Top of Data excerpts

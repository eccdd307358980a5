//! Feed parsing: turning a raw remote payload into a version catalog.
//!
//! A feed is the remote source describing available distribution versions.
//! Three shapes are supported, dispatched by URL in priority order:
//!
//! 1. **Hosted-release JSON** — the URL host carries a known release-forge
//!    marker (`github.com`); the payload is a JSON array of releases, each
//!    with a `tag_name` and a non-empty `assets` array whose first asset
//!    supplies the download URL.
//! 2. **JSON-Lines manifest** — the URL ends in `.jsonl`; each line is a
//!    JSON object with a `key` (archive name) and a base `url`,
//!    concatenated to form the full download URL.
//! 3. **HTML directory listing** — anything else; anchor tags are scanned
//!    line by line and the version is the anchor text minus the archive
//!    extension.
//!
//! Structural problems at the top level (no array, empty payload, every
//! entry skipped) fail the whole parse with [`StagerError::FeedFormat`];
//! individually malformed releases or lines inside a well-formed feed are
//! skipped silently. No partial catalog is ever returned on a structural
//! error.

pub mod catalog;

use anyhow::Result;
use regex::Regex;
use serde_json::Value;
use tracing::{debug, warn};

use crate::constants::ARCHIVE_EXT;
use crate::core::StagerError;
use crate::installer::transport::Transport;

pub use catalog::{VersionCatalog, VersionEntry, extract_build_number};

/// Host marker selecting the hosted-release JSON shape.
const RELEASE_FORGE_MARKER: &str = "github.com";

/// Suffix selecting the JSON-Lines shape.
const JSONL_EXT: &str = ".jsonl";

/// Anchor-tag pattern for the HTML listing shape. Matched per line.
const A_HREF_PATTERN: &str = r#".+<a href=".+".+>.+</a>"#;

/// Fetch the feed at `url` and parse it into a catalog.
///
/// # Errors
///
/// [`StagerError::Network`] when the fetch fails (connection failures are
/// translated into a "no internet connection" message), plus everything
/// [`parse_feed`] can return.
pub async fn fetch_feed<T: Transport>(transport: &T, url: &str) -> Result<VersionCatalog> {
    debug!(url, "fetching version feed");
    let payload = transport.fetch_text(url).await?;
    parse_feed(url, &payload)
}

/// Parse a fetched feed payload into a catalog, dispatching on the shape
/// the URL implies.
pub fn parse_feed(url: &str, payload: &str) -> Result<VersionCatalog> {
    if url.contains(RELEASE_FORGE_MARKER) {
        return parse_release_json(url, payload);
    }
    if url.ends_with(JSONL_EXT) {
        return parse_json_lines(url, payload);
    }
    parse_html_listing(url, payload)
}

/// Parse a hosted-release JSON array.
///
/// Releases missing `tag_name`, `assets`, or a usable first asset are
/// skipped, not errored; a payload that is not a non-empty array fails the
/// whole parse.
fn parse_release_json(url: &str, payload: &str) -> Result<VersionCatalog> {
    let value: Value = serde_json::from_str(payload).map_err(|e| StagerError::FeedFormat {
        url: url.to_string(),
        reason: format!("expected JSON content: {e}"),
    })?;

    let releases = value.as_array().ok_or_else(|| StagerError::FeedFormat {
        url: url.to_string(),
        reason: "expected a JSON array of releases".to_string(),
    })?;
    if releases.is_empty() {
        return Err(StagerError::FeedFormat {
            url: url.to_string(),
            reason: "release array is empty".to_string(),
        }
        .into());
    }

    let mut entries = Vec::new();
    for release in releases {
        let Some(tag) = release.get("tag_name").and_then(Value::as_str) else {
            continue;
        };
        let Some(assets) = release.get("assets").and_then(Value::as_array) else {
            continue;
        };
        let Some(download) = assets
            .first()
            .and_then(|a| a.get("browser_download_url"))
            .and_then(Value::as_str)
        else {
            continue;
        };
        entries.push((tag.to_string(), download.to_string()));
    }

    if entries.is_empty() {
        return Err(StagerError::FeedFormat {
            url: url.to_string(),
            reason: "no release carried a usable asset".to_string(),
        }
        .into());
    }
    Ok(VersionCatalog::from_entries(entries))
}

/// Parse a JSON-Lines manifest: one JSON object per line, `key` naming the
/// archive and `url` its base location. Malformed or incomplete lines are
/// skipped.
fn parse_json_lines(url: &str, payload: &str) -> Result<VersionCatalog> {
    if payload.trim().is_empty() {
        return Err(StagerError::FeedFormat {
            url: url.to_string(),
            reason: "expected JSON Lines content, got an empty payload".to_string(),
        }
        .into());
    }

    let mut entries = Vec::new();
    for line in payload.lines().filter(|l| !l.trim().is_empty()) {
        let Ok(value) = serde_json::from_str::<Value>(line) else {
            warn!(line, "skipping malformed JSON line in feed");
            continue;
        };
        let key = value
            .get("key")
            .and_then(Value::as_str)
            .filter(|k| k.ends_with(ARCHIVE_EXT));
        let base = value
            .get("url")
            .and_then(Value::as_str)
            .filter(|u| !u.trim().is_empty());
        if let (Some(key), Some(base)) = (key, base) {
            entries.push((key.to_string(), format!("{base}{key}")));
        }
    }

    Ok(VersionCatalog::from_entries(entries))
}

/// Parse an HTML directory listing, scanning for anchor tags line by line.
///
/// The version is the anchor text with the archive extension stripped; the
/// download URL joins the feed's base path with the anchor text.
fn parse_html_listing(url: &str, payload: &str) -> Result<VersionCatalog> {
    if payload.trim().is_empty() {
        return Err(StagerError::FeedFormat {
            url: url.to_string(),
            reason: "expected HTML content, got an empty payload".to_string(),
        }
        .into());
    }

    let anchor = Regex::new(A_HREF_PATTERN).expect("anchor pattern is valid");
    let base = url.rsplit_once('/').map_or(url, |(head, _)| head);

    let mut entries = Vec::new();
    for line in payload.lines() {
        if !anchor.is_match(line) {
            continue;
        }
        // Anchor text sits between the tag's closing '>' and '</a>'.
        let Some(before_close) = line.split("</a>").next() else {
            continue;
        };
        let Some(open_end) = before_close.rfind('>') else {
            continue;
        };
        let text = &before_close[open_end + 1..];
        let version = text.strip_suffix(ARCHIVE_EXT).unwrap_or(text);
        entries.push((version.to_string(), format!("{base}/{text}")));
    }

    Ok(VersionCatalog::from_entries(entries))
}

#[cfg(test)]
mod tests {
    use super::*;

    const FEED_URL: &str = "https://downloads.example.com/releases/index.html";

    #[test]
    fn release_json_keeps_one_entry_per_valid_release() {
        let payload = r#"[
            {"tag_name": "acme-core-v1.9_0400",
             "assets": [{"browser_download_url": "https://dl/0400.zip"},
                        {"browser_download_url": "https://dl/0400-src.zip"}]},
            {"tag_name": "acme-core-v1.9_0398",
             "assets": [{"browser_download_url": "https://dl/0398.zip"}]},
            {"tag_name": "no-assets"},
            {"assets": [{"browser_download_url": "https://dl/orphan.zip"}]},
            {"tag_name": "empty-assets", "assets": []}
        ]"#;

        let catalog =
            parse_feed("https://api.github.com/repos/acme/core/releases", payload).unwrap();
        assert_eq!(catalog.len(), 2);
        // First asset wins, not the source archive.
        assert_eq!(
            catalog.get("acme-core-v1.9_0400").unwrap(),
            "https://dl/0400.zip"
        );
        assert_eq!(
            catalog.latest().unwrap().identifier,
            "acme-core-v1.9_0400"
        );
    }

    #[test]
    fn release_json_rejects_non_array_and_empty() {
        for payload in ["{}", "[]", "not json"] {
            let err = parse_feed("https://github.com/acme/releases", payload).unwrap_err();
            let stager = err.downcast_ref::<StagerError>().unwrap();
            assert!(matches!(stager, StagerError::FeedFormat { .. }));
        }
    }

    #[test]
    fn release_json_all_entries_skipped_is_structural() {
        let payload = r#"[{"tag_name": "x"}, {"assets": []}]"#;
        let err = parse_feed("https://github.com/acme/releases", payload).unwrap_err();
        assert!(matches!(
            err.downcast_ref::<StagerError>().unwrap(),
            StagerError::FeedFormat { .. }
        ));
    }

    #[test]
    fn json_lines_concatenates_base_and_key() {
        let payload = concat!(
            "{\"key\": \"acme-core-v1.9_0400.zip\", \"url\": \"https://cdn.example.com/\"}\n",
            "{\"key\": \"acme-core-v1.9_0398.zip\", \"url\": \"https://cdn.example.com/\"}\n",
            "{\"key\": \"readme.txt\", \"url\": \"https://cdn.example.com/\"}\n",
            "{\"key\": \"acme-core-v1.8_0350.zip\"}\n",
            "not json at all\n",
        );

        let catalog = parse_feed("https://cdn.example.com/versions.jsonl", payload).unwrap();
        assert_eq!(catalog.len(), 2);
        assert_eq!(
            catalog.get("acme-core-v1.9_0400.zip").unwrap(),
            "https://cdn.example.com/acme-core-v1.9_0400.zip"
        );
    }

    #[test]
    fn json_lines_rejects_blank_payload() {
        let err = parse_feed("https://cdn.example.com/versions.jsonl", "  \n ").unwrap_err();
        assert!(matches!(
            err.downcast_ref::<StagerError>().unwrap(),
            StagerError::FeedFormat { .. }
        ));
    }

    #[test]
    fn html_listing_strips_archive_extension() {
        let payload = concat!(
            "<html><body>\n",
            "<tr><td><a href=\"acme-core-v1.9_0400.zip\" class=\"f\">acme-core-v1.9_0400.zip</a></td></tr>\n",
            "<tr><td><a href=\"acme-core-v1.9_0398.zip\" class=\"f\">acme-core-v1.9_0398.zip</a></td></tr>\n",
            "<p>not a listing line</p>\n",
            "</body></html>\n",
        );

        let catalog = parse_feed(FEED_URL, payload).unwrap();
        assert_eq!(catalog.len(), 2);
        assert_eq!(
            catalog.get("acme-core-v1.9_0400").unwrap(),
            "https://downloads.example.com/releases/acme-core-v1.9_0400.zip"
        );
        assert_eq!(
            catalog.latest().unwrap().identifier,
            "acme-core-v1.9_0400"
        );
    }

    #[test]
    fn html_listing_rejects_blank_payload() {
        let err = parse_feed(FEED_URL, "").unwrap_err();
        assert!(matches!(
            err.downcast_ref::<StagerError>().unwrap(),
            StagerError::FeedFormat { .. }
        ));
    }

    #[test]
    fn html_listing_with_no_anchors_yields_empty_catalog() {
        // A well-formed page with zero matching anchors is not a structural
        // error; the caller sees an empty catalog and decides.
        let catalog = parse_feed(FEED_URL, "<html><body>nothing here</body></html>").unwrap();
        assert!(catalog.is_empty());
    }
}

Bottom of Data excerpts

== Problem statement ==
Reproduce the entries above exactly, starting at their first line and finishing with the line that contains "minus the archive".

== Answer for this exercise ==
repository eccdd307358980a5
//! Feed parsing: turning a raw remote payload into a version catalog.
//!
//! A feed is the remote source describing available distribution versions.
//! Three shapes are supported, dispatched by URL in priority order:
//!
//! 1. **Hosted-release JSON** — the URL host carries a known release-forge
//!    marker (`github.com`); the payload is a JSON array of releases, each
//!    with a `tag_name` and a non-empty `assets` array whose first asset
//!    supplies the download URL.
//! 2. **JSON-Lines manifest** — the URL ends in `.jsonl`; each line is a
//!    JSON object with a `key` (archive name) and a base `url`,
//!    concatenated to form the full download URL.
//! 3. **HTML directory listing** — anything else; anchor tags are scanned
//!    line by line and the version is the anchor text minus the archive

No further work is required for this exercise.